China’s non-manufacturing industries expanded at a slower pace for a second month, as export orders declined and weakness in real estate countered strength in retailing and leasing, an official survey indicated.
The purchasing managers’ index (PMI) fell to 55.2 last month from 56.1 in April, the National Bureau of Statistics and China Federation of Logistics and Purchasing said in a statement yesterday in Beijing. A reading above 50 indicates expansion.
The data add to evidence of slower growth in the world’s second-biggest economy as Europe’s debt crisis crimps overseas demand and government curbs on real estate feed through to more industries. A manufacturing report on Friday showed the weakest reading since December last year, helping send Brent crude tumbling below US$100 a barrel for the first time in almost eight months.
“Although the index fell slightly in May, it was still at a relatively high level of 55.2, which is in line with the general trend of steady growth in non-manufacturing industries,” China Federation of Logistics and Purchasing vice chairman Cai Jin (蔡瑾) said in the statement. “Market demand remains steady and reflects the structural changes in our country’s economy.”
Non-manufacturing industries account for about 40 percent of the economy, according to the federation. The PMI, which is seasonally adjusted, is based on a survey of about 1,200 companies covering 27 service industries, including construction, telecommunications and transport.
Chinese Premier Wen Jiabao (溫家寶) and the State Council, or Cabinet, warned last month that the economy faces increasing downward pressure. They pledged to put a greater focus on growth and “actively” boost domestic demand.

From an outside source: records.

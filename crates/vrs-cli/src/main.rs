// Copyright 2025 eraflo
//
// Licensed under the Apache License, Version 2.0 (the "License");
// you may not use this file except in compliance with the License.
// You may obtain a copy of the License at
//
//     http://www.apache.org/licenses/LICENSE-2.0
//
// Unless required by applicable law or agreed to in writing, software
// distributed under the License is distributed on an "AS IS" BASIS,
// WITHOUT WARRANTIES OR CONDITIONS OF ANY KIND, either express or implied.
// See the License for the specific language governing permissions and
// limitations under the License.


//! Headless driver: renders shading-rate maps for a synthetic frame and
//! reports how the tiles are distributed across rates.
//!
//! ```text
//! vrs --width 1920 --height 1080 --set mode=ContrastAdaptive --export rates.png
//! vrs --config vrs.ron --sweep
//! ```

mod backend;
mod scene;

use std::fs;
use std::path::{Path, PathBuf};

use anyhow::{bail, Context, Result};
use clap::Parser;
use vrs_agents::export::{rate_map_image, rate_map_image_per_pixel};
use vrs_agents::{ExperimentSuite, FrameTelemetry, VrsAgent};
use vrs_core::settings::StartupOverrides;
use vrs_core::{ShadingRateTier, ShadingRateTileMap, VrsCapabilities, VrsSettings};

use backend::{Backend, BackendKind};
use scene::SyntheticScene;

#[derive(Parser, Debug)]
#[command(
    name = "vrs",
    about = "Render variable-rate shading maps for a synthetic frame."
)]
struct Args {
    /// Device to run the rate-map passes on
    #[arg(long, value_enum, default_value_t = BackendKind::Software)]
    backend: BackendKind,

    /// Render target width in pixels
    #[arg(long, default_value_t = 1920)]
    width: u32,

    /// Render target height in pixels
    #[arg(long, default_value_t = 1080)]
    height: u32,

    /// Tile size reported by the device (8, 16 or 32)
    #[arg(long, default_value_t = 16)]
    tile_size: u32,

    /// Emulate tier-1 hardware (a single rate per draw)
    #[arg(long, action = clap::ArgAction::SetTrue)]
    tier1: bool,

    /// Settings file, RON or JSON by extension
    #[arg(long, value_name = "PATH")]
    config: Option<PathBuf>,

    /// Settings override, e.g. `mode=Foveated` or `overlay=on`
    #[arg(long = "set", value_name = "KEY=VALUE")]
    overrides: Vec<String>,

    /// Frames to render before reporting
    #[arg(long, default_value_t = 1)]
    frames: u32,

    /// GPU frame time fed to the dynamic threshold, in milliseconds
    #[arg(long, value_name = "MS")]
    gpu_frame_ms: Option<f32>,

    /// Pointer position in pixels, as `X,Y`
    #[arg(long, value_name = "X,Y", value_parser = parse_pointer)]
    pointer: Option<(f32, f32)>,

    /// Write the rate map as a grayscale PNG
    #[arg(long, value_name = "PATH")]
    export: Option<PathBuf>,

    /// Export one pixel per render-target pixel instead of one per tile
    #[arg(long, action = clap::ArgAction::SetTrue)]
    per_pixel: bool,

    /// Write the debug output image as a PNG
    #[arg(long, value_name = "PATH")]
    debug_output: Option<PathBuf>,

    /// Run the experiments of a RON suite file
    #[arg(long, value_name = "PATH")]
    experiments: Option<PathBuf>,

    /// Run the built-in contrast-adaptive sensitivity sweep
    #[arg(long, action = clap::ArgAction::SetTrue, conflicts_with = "experiments")]
    sweep: bool,

    /// Directory receiving one rate-map PNG per experiment
    #[arg(long, value_name = "DIR")]
    experiment_dir: Option<PathBuf>,

    /// Write the effective settings as RON
    #[arg(long, value_name = "PATH")]
    dump_settings: Option<PathBuf>,
}

fn parse_pointer(value: &str) -> Result<(f32, f32), String> {
    let (x, y) = value
        .split_once(',')
        .ok_or_else(|| format!("expected X,Y, got '{value}'"))?;
    let x = x.trim().parse::<f32>().map_err(|e| e.to_string())?;
    let y = y.trim().parse::<f32>().map_err(|e| e.to_string())?;
    Ok((x, y))
}

fn load_settings(path: &Path, capabilities: &VrsCapabilities) -> Result<VrsSettings> {
    let source = fs::read_to_string(path)
        .with_context(|| format!("Failed to read settings from {}", path.display()))?;
    let settings = match path.extension().and_then(|e| e.to_str()) {
        Some("json") => VrsSettings::from_json_str(&source, capabilities),
        _ => VrsSettings::from_ron_str(&source, capabilities),
    }
    .with_context(|| format!("Failed to parse {}", path.display()))?;
    Ok(settings)
}

fn save_rate_map(
    map: &ShadingRateTileMap,
    tile_size: u32,
    per_pixel: bool,
    path: &Path,
) -> Result<()> {
    let image = if per_pixel {
        rate_map_image_per_pixel(map, tile_size)
    } else {
        rate_map_image(map)
    };
    image
        .save(path)
        .with_context(|| format!("Failed to write {}", path.display()))?;
    log::info!("Rate map written to {}", path.display());
    Ok(())
}

fn run_experiments(agent: &mut VrsAgent, args: &Args) -> Result<()> {
    let suite = if let Some(path) = &args.experiments {
        let source = fs::read_to_string(path)
            .with_context(|| format!("Failed to read experiments from {}", path.display()))?;
        ExperimentSuite::from_ron_str(&source, agent.capabilities())
            .with_context(|| format!("Failed to parse {}", path.display()))?
    } else if args.sweep {
        ExperimentSuite::contrast_adaptive_sweep(agent.settings())
    } else {
        return Ok(());
    };

    if let Some(dir) = &args.experiment_dir {
        fs::create_dir_all(dir).with_context(|| format!("Failed to create {}", dir.display()))?;
    }
    let tile_size = agent.capabilities().tile_size;

    for experiment in suite.iter() {
        let outcome = agent.run_experiment(experiment)?;
        match &outcome.statistics {
            Some(stats) => println!("{:<32} {stats}", outcome.name),
            None => println!("{:<32} (no statistics)", outcome.name),
        }
        if let (Some(dir), Some(map)) = (&args.experiment_dir, &outcome.rate_map) {
            let path = dir.join(format!("{}.png", outcome.name));
            save_rate_map(map, tile_size, args.per_pixel, &path)?;
        }
    }
    Ok(())
}

fn run(args: Args) -> Result<()> {
    if args.width == 0 || args.height == 0 {
        bail!("Render target must not be empty, got {}x{}", args.width, args.height);
    }
    let tier = if args.tier1 {
        ShadingRateTier::Tier1
    } else {
        ShadingRateTier::Tier2
    };
    let backend = Backend::create(args.backend, args.tile_size, tier)?;
    let scene = SyntheticScene::new(args.width, args.height);
    let targets = backend.register_scene(&scene)?;

    let mut agent = VrsAgent::new(backend.device());
    if let Some(path) = &args.config {
        let settings = load_settings(path, agent.capabilities())?;
        agent.set_settings(settings);
    }
    agent.apply_overrides(&StartupOverrides::parse(&args.overrides));
    agent.initialize(targets)?;

    let telemetry = FrameTelemetry {
        gpu_frame_time_ms: args.gpu_frame_ms,
        pointer: args.pointer,
    };
    for _ in 0..args.frames {
        agent.update(&telemetry);
        agent.render()?;
        agent.bind()?;
        agent.clear()?;
        agent.end_frame()?;
    }
    log::info!(
        "Rendered {} frame(s), last in {:?}",
        agent.frame_count(),
        agent.last_render_time()
    );

    let stats = agent.compute_statistics()?;
    println!("{:<32} {stats}", agent.settings().mode.strategy_name());

    if let Some(path) = &args.export {
        match agent.read_back_rate_map()? {
            Some(map) => save_rate_map(&map, agent.capabilities().tile_size, args.per_pixel, path)?,
            None => log::warn!("No rate map to export at {}", agent.capabilities().tier),
        }
    }

    if let Some(path) = &args.debug_output {
        let id = agent
            .targets()
            .debug_output
            .context("No debug output is bound")?;
        let output = backend.read_color(id)?;
        let png = image::RgbaImage::from_fn(output.width(), output.height(), |x, y| {
            image::Rgba(output.get(x, y).map(|c| (c.clamp(0.0, 1.0) * 255.0).round() as u8))
        });
        png.save(path)
            .with_context(|| format!("Failed to write {}", path.display()))?;
        log::info!("Debug output written to {}", path.display());
    }

    run_experiments(&mut agent, &args)?;

    if let Some(path) = &args.dump_settings {
        fs::write(path, agent.settings().to_ron_string()?)
            .with_context(|| format!("Failed to write {}", path.display()))?;
    }

    agent.shutdown();
    Ok(())
}

fn main() -> Result<()> {
    use env_logger::{Builder, Env};

    Builder::from_env(Env::default().default_filter_or("info"))
        .filter_module("wgpu_hal", log::LevelFilter::Error)
        .filter_module("wgpu_core", log::LevelFilter::Warn)
        .init();
    run(Args::parse())
}

#[cfg(test)]
mod tests {
    use super::*;
    use tempfile::tempdir;

    #[test]
    fn test_parse_pointer() {
        assert_eq!(parse_pointer("12.5, 40"), Ok((12.5, 40.0)));
        assert!(parse_pointer("12").is_err());
        assert!(parse_pointer("a,b").is_err());
    }

    #[test]
    fn test_args_defaults_and_overrides() {
        let args = Args::try_parse_from([
            "vrs",
            "--set",
            "mode=Foveated",
            "--set",
            "overlay=on",
            "--pointer",
            "10,20",
        ])
        .unwrap();
        assert_eq!(args.backend, BackendKind::Software);
        assert_eq!((args.width, args.height, args.tile_size), (1920, 1080, 16));
        assert_eq!(args.overrides, vec!["mode=Foveated", "overlay=on"]);
        assert_eq!(args.pointer, Some((10.0, 20.0)));
    }

    #[test]
    fn test_sweep_conflicts_with_suite_file() {
        assert!(Args::try_parse_from(["vrs", "--sweep", "--experiments", "a.ron"]).is_err());
    }

    #[test]
    fn test_software_run_reports_and_exports() -> Result<()> {
        let dir = tempdir()?;
        let export = dir.path().join("rates.png");
        let args = Args::try_parse_from([
            "vrs",
            "--width",
            "96",
            "--height",
            "64",
            "--export",
            export.to_str().unwrap(),
        ])
        .unwrap();
        run(args).unwrap();
        let image = image::open(&export)?.to_luma8();
        assert_eq!(image.dimensions(), (6, 4));
        Ok(())
    }
}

The National Development and Reform Commission may be accelerating construction approvals as part of measures to counter a slowdown that Credit Suisse Group AG estimates will push economic growth down to 7 percent or “slightly below” this quarter compared with a year earlier. Expansion moderated to 8.1 percent in the first three months of the year, the fifth straight quarterly slowdown.
Hong Kong-based Credit Suisse economist Dong Tao (陶冬) estimates the government might implement a stimulus in the range of between 1 trillion yuan (US$157 billion) and 2 trillion yuan, while Credit Agricole CIB strategist Dariusz Kowalczyk said 1 trillion yuan might be needed this year and next to spur growth.
A manufacturing PMI compiled by the statistics bureau and federation fell to 50.4 last month from 53.3 in April, a Friday report showed. The reading, barely above the 50 mark that divides expansion from contraction, was the lowest in five months and compares with a 52.0 median estimate in a Bloomberg News survey of 27 economists. A separate gauge from HSBC Holdings PLC and Markit Economics released the same day showed a seventh straight contraction, the longest since the global financial crisis.
Inflation indicators in both the non-manufacturing and manufacturing PMIs declined last month, giving policymakers more room to implement stimulus to combat the slowdown. Consumer prices rose 3.4 percent in April from a year earlier, below the government’s 4 percent target for this year for the third month.
A gauge of input prices in yesterday’s survey fell to 53.6 from 57.9 in April, while a sub-index measuring the prices charged for goods contracted, showing a below-50 reading for the first time this year, according to the statement.